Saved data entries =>

════════

//! # File Profile Cache
//!
//! Keeps the profile snapshot as `<dir>/e-user.json`.

use shop_core::{ProfileCache, ShopError, ShopResult, UserProfile, PROFILE_KEY};
use std::io::ErrorKind;
use std::path::{Path, PathBuf};
use tracing::warn;

/// JSON file under a profile directory
#[derive(Debug, Clone)]
pub struct FileProfileCache {
    path: PathBuf,
}

impl FileProfileCache {
    pub fn new(dir: impl AsRef<Path>) -> Self {
        Self {
            path: dir.as_ref().join(format!("{}.json", PROFILE_KEY)),
        }
    }

    pub fn path(&self) -> &Path {
        &self.path
    }
}

impl ProfileCache for FileProfileCache {
    fn load(&self) -> Option<UserProfile> {
        let content = match std::fs::read_to_string(&self.path) {
            Ok(content) => content,
            Err(e) if e.kind() == ErrorKind::NotFound => return None,
            Err(e) => {
                warn!("Cannot read {}: {}", self.path.display(), e);
                return None;
            }
        };

        serde_json::from_str(&content)
            .map_err(|e| warn!("Ignoring corrupt profile {}: {}", self.path.display(), e))
            .ok()
    }

    fn store(&self, profile: &UserProfile) -> ShopResult<()> {
        if let Some(dir) = self.path.parent() {
            std::fs::create_dir_all(dir).map_err(|e| ShopError::Profile(e.to_string()))?;
        }
        let content =
            serde_json::to_string_pretty(profile).map_err(|e| ShopError::Profile(e.to_string()))?;
        std::fs::write(&self.path, content).map_err(|e| ShopError::Profile(e.to_string()))
    }

    fn clear(&self) -> ShopResult<()> {
        match std::fs::remove_file(&self.path) {
            Ok(()) => Ok(()),
            Err(e) if e.kind() == ErrorKind::NotFound => Ok(()),
            Err(e) => Err(ShopError::Profile(e.to_string())),
        }
    }
}

#[cfg(test)]
mod tests {
    use super::*;

    fn scratch_dir() -> PathBuf {
        std::env::temp_dir().join(format!("storefront-profile-{}", uuid::Uuid::new_v4()))
    }

    #[test]
    fn test_round_trip_and_clear() {
        let dir = scratch_dir();
        let cache = FileProfileCache::new(&dir);
        assert!(cache.load().is_none());

        let profile = UserProfile::new("rex").with_email("rex@example.com");
        cache.store(&profile).unwrap();
        assert!(cache.path().ends_with("e-user.json"));
        assert_eq!(cache.load(), Some(profile));

        cache.clear().unwrap();
        assert!(cache.load().is_none());
        cache.clear().unwrap();

        std::fs::remove_dir_all(&dir).ok();
    }

    #[test]
    fn test_corrupt_file_reads_as_absent() {
        let dir = scratch_dir();
        std::fs::create_dir_all(&dir).unwrap();
        let cache = FileProfileCache::new(&dir);
        std::fs::write(cache.path(), "{not json").unwrap();

        assert!(cache.load().is_none());

        std::fs::remove_dir_all(&dir).ok();
    }
}
//! # Storefront API
//!
//! Typed calls for the catalog, cart, order, seller and registration
//! endpoints.
//! Everything goes through the shared [`SessionClient`], so expired sessions
//! are renewed here exactly as for the session calls.
//!
//! Cart-changing calls refresh the [`CartCountStore`] once the backend has
//! accepted them.

use crate::cart::CartCountStore;
use crate::interceptor::SessionClient;
use serde::{Deserialize, Serialize};
use shop_core::{
    ApiRequest, CartLine, Category, FileUpload, Order, OrderItem, Page, Product, ProductDraft,
    ProductQuery, ShopResult,
};
use tracing::{info, instrument};

/// Number of products on the landing page
pub const LATEST_LIMIT: u32 = 10;

/// Page size of the seller's product listing
pub const SELLER_PAGE_LIMIT: u32 = 10;

/// Multipart field carrying a product image
pub const IMAGE_FIELD: &str = "image";

const PRODUCTS_PATH: &str = "/products/public/";
const CATEGORIES_PATH: &str = "/categories/";
const CARTS_PATH: &str = "/carts/";
const ORDERS_PATH: &str = "/orders/";
const ORDER_ITEMS_PATH: &str = "/order_items/";
const SELLER_PRODUCTS_PATH: &str = "/products/user/products/";

/// Account registration endpoint (sent without credentials)
pub const REGISTER_PATH: &str = "/user/create/";

#[derive(Debug, Serialize)]
struct NewCartLine {
    product: u64,
    quantity: u32,
}

#[derive(Debug, Serialize)]
struct QuantityUpdate {
    quantity: u32,
}

/// Sign-up form payload
#[derive(Clone, Serialize)]
pub struct Registration {
    pub username: String,
    pub email: String,
    pub password: String,
}

impl std::fmt::Debug for Registration {
    fn fmt(&self, f: &mut std::fmt::Formatter<'_>) -> std::fmt::Result {
        f.debug_struct("Registration")
            .field("username", &self.username)
            .field("email", &self.email)
            .field("password", &"<redacted>")
            .finish()
    }
}

/// Account as returned by registration
#[derive(Debug, Clone, PartialEq, Eq, Deserialize)]
pub struct RegisteredUser {
    pub username: String,
    #[serde(default)]
    pub email: String,
}

/// Catalog, cart and order calls
#[derive(Clone)]
pub struct StorefrontApi {
    client: SessionClient,
    cart: CartCountStore,
}

impl StorefrontApi {
    pub fn new(client: SessionClient, cart: CartCountStore) -> Self {
        Self { client, cart }
    }

    /// Newest products for the landing page
    pub async fn latest_products(&self) -> ShopResult<Page<Product>> {
        self.search_products(&ProductQuery::latest(LATEST_LIMIT))
            .await
    }

    #[instrument(skip(self))]
    pub async fn search_products(&self, query: &ProductQuery) -> ShopResult<Page<Product>> {
        self.client.json(&query.to_request()).await
    }

    pub async fn product(&self, id: u64) -> ShopResult<Product> {
        self.client
            .json(&ApiRequest::get(format!("{}{}/", PRODUCTS_PATH, id)))
            .await
    }

    pub async fn categories(&self) -> ShopResult<Page<Category>> {
        self.client.json(&ApiRequest::get(CATEGORIES_PATH)).await
    }

    /// Lines in the user's cart
    pub async fn cart_lines(&self) -> ShopResult<Page<CartLine>> {
        self.client.json(&ApiRequest::get(CARTS_PATH)).await
    }

    #[instrument(skip(self))]
    pub async fn add_to_cart(&self, product: u64, quantity: u32) -> ShopResult<CartLine> {
        let request = ApiRequest::post(CARTS_PATH).with_json(&NewCartLine { product, quantity })?;
        let line: CartLine = self.client.json(&request).await?;
        info!(line_id = line.id, "Added to cart");
        self.cart.fetch_count().await;
        Ok(line)
    }

    #[instrument(skip(self))]
    pub async fn update_cart_line(&self, line_id: u64, quantity: u32) -> ShopResult<CartLine> {
        let request = ApiRequest::patch(cart_line_path(line_id))
            .with_json(&QuantityUpdate { quantity })?;
        let line: CartLine = self.client.json(&request).await?;
        self.cart.fetch_count().await;
        Ok(line)
    }

    #[instrument(skip(self))]
    pub async fn remove_cart_line(&self, line_id: u64) -> ShopResult<()> {
        self.client
            .request(&ApiRequest::delete(cart_line_path(line_id)))
            .await?;
        self.cart.fetch_count().await;
        Ok(())
    }

    pub async fn orders(&self) -> ShopResult<Page<Order>> {
        self.client.json(&ApiRequest::get(ORDERS_PATH)).await
    }

    pub async fn order_items(&self) -> ShopResult<Page<OrderItem>> {
        self.client.json(&ApiRequest::get(ORDER_ITEMS_PATH)).await
    }

    /// The signed-in seller's own products.
    ///
    /// Takes the same filters as the public listing; see
    /// [`StorefrontApi::my_products_page`] for the paged default.
    #[instrument(skip(self))]
    pub async fn my_products(&self, query: &ProductQuery) -> ShopResult<Page<Product>> {
        self.client
            .json(&query.to_request_at(SELLER_PRODUCTS_PATH))
            .await
    }

    /// One page of the seller's products, newest first
    pub async fn my_products_page(&self, offset: u32) -> ShopResult<Page<Product>> {
        self.my_products(&ProductQuery::latest(SELLER_PAGE_LIMIT).offset(offset))
            .await
    }

    /// List a new product. Validation errors keep their per-field messages.
    #[instrument(skip(self, draft), fields(name = %draft.name))]
    pub async fn create_product(&self, draft: &ProductDraft) -> ShopResult<Product> {
        let request = ApiRequest::post(SELLER_PRODUCTS_PATH).with_json(draft)?;
        let product: Product = self.client.json(&request).await?;
        info!(product_id = product.id, "Product created");
        Ok(product)
    }

    /// Replace a product's details. Validation errors keep their per-field
    /// messages.
    #[instrument(skip(self, draft))]
    pub async fn update_product(&self, id: u64, draft: &ProductDraft) -> ShopResult<Product> {
        let request = ApiRequest::put(seller_product_path(id)).with_json(draft)?;
        self.client.json(&request).await
    }

    #[instrument(skip(self))]
    pub async fn delete_product(&self, id: u64) -> ShopResult<()> {
        self.client
            .request(&ApiRequest::delete(seller_product_path(id)))
            .await?;
        info!(product_id = id, "Product deleted");
        Ok(())
    }

    /// Attach an image to a product. `image` is sent as the multipart
    /// `image` field whatever field name it was built with.
    #[instrument(skip(self, image), fields(file_name = %image.file_name, bytes = image.bytes.len()))]
    pub async fn upload_product_image(&self, id: u64, mut image: FileUpload) -> ShopResult<()> {
        image.field = IMAGE_FIELD.to_string();
        let request = ApiRequest::post(format!("{}upload_image/", seller_product_path(id)))
            .with_file(image);
        self.client.request(&request).await?;
        Ok(())
    }

    /// Create an account. Validation errors keep their per-field messages.
    #[instrument(skip(self, registration), fields(username = %registration.username))]
    pub async fn register(&self, registration: &Registration) -> ShopResult<RegisteredUser> {
        let request = ApiRequest::post(REGISTER_PATH)
            .with_json(registration)?
            .anonymous();
        self.client.json(&request).await
    }
}

fn cart_line_path(line_id: u64) -> String {
    format!("{}{}/", CARTS_PATH, line_id)
}

fn seller_product_path(id: u64) -> String {
    format!("{}{}/", SELLER_PRODUCTS_PATH, id)
}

════════

Task brief =>
Only lines with the word "warn" are wanted. Find and copy them from the records above.

Written response =>
use tracing::warn;
                warn!("Cannot read {}: {}", self.path.display(), e);
            .map_err(|e| warn!("Ignoring corrupt profile {}: {}", self.path.display(), e))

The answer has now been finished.